> To do:
For each line below with the word "SystemTime", write out a copy.

> Data extract:
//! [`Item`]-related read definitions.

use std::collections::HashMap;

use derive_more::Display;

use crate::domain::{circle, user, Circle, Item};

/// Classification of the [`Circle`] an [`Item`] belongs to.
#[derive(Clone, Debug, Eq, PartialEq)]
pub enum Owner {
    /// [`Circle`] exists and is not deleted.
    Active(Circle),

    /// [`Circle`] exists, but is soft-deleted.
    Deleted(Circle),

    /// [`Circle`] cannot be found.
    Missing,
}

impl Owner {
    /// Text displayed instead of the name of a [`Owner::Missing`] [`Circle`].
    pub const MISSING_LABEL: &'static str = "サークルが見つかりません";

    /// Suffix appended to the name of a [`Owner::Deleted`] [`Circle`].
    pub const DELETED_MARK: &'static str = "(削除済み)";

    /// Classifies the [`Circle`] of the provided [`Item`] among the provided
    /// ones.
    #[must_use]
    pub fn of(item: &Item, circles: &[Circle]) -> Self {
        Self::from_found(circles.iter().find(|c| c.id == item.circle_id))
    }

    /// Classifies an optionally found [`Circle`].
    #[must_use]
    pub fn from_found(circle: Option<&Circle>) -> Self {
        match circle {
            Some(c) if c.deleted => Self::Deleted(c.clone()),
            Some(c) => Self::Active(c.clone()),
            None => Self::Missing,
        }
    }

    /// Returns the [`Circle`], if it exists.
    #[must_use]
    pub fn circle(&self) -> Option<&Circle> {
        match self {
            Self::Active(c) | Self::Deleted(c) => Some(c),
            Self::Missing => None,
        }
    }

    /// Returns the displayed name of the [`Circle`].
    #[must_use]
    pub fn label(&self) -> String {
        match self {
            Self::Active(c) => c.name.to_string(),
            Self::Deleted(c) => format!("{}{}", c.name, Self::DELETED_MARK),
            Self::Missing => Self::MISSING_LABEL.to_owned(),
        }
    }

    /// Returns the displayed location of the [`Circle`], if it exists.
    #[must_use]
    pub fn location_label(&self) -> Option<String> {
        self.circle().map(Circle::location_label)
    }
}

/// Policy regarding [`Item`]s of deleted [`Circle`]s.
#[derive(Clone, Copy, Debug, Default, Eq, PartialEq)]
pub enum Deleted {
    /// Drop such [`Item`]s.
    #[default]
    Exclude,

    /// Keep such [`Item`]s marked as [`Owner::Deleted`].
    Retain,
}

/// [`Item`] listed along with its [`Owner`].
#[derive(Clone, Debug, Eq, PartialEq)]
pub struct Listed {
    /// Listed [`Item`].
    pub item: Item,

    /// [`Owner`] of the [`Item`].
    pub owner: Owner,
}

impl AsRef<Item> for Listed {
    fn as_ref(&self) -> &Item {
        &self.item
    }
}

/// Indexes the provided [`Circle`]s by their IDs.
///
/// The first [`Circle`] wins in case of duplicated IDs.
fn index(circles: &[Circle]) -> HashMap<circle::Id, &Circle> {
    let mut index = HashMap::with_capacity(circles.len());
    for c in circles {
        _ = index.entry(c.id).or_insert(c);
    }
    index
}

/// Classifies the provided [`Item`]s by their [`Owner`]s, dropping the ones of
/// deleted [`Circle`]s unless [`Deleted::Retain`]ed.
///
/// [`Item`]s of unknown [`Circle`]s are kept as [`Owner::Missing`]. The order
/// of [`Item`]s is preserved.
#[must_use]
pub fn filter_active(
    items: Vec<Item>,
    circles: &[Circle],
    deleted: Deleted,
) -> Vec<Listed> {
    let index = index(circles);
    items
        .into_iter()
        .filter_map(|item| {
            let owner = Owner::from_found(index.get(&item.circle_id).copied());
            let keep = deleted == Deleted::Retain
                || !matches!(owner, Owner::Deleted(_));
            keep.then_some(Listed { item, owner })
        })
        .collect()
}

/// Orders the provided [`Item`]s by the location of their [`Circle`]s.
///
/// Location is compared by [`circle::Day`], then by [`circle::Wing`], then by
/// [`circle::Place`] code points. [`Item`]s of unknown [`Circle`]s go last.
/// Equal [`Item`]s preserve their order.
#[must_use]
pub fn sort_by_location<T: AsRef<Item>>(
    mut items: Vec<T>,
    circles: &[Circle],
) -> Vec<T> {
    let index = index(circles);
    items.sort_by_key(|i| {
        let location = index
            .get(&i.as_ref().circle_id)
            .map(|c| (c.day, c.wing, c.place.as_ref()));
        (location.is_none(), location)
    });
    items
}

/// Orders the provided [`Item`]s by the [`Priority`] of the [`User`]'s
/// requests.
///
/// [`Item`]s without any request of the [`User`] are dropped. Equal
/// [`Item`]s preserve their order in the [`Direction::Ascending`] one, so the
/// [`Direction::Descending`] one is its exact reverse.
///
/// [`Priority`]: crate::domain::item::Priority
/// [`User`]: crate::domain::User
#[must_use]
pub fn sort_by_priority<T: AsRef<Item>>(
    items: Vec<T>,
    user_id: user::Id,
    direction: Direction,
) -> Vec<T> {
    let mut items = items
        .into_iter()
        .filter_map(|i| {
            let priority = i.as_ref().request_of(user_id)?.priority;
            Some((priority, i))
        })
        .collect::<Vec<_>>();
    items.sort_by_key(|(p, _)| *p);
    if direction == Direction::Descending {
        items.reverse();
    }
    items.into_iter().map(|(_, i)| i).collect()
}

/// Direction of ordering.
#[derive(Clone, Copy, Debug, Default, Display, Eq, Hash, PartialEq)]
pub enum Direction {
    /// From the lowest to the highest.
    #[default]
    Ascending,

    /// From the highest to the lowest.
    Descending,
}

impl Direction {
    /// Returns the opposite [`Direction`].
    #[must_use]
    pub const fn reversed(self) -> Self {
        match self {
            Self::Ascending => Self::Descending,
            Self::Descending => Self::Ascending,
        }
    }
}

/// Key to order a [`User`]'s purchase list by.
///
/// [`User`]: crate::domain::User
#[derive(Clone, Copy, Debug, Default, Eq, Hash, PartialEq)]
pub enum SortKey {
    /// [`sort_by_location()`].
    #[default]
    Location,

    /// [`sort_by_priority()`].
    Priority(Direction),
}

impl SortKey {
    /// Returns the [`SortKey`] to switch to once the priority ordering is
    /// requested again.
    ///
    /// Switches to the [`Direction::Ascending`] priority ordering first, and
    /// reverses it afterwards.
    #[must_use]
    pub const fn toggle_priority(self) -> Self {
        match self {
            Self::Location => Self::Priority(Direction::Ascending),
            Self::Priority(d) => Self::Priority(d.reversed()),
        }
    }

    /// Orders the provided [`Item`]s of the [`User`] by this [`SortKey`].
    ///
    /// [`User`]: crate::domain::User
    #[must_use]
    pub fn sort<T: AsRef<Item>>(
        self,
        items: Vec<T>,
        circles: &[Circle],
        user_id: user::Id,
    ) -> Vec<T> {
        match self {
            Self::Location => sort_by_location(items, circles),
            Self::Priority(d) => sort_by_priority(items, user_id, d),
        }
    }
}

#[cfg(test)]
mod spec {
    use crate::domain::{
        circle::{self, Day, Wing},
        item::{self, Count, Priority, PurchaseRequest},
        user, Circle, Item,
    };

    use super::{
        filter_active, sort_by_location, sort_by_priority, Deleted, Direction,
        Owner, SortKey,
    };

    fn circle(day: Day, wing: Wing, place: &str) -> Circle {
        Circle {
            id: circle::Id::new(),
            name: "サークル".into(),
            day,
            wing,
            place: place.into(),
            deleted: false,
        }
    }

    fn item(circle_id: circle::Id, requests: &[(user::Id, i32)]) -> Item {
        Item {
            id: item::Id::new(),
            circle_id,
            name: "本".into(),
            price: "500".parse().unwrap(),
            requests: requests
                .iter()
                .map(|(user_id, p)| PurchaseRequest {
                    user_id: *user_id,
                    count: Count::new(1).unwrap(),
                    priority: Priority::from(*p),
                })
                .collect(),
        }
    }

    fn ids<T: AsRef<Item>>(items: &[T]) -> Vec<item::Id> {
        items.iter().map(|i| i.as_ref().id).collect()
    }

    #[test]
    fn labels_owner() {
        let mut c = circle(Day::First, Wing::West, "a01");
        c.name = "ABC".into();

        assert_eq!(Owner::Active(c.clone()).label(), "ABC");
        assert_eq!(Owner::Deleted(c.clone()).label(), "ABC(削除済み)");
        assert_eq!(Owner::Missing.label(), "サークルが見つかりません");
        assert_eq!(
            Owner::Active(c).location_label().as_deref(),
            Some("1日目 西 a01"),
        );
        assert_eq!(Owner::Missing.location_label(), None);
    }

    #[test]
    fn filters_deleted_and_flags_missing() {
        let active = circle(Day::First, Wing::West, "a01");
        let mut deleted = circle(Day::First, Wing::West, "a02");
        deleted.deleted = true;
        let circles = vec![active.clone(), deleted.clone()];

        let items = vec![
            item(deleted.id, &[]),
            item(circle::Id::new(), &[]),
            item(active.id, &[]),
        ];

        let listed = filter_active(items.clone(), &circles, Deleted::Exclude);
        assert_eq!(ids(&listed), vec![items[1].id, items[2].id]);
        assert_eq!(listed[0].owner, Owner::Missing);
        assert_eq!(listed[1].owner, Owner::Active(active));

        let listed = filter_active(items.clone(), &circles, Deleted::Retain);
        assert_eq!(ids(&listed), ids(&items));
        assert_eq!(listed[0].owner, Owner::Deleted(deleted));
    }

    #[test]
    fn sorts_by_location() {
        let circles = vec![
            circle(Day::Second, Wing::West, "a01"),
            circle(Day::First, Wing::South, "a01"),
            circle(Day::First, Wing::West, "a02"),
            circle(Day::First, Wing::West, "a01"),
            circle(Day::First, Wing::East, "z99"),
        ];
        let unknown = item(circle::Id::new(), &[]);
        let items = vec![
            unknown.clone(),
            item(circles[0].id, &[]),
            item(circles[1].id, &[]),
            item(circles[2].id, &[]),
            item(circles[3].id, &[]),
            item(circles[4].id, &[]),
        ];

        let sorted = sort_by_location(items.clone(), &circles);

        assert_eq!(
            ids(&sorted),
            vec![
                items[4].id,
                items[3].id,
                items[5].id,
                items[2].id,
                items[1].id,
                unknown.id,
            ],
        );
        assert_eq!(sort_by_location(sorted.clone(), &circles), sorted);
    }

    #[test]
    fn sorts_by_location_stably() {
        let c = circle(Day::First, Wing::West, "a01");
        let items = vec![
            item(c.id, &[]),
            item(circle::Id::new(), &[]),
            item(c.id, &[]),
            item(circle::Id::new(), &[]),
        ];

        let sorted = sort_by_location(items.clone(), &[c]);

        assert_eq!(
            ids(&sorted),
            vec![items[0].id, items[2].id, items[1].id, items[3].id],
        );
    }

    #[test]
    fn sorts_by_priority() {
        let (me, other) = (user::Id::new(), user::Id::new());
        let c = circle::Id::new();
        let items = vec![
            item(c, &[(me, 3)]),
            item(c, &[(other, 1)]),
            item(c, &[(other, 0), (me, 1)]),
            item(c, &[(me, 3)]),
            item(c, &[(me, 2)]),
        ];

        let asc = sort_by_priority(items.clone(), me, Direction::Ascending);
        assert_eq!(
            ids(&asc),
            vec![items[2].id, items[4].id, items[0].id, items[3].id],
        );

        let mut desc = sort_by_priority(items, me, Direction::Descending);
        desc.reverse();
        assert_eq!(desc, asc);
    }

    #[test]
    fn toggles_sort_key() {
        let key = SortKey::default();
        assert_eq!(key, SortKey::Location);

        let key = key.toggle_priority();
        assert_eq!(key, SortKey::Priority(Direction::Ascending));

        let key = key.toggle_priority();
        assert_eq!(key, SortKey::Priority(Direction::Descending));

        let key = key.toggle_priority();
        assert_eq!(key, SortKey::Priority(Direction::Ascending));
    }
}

--

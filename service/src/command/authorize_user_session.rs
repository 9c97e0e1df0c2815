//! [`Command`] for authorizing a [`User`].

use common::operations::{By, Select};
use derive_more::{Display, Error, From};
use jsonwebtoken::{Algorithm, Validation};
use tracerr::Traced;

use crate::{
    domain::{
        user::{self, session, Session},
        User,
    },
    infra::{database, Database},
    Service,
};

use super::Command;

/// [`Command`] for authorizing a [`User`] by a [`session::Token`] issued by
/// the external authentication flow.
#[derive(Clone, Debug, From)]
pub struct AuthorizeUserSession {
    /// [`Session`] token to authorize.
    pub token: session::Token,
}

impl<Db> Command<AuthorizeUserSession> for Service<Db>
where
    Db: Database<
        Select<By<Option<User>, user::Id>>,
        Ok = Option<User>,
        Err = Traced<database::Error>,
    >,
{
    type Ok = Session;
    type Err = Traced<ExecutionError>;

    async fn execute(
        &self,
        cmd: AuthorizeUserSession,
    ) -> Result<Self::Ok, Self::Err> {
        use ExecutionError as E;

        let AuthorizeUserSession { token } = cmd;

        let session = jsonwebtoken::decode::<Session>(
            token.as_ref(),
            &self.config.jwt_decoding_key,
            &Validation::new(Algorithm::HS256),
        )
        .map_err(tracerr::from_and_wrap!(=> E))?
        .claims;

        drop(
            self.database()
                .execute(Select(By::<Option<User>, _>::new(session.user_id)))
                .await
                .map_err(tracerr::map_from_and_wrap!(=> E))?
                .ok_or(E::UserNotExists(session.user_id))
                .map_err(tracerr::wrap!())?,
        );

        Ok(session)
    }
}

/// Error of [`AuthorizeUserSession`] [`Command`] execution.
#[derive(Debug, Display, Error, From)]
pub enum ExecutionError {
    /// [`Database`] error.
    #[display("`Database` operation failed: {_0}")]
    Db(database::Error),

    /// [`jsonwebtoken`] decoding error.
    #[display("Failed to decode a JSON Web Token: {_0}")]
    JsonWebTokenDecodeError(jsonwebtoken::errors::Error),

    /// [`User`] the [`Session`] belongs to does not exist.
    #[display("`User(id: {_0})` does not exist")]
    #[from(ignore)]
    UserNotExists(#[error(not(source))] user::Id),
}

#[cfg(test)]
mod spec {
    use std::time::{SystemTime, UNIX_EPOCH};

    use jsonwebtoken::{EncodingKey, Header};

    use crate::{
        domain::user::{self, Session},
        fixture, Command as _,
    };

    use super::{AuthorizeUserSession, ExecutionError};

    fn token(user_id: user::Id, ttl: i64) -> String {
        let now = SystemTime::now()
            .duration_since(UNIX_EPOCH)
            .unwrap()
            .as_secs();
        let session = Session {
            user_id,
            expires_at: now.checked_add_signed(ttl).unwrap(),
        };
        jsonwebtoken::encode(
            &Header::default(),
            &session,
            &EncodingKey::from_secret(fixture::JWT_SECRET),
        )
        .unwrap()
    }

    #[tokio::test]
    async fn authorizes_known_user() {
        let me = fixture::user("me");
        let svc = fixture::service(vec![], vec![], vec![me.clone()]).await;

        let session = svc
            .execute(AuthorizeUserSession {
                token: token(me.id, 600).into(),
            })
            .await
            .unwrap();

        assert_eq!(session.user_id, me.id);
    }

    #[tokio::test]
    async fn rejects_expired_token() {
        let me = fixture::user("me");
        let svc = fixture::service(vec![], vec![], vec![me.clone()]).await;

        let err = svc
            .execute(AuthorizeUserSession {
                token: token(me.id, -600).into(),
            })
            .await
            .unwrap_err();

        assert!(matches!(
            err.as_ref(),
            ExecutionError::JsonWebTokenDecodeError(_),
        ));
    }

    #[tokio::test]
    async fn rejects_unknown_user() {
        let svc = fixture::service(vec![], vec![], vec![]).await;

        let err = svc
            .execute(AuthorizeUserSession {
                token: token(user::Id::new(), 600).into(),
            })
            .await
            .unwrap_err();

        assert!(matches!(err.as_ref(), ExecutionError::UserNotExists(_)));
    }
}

> Expected answer:
    use std::time::{SystemTime, UNIX_EPOCH};
        let now = SystemTime::now()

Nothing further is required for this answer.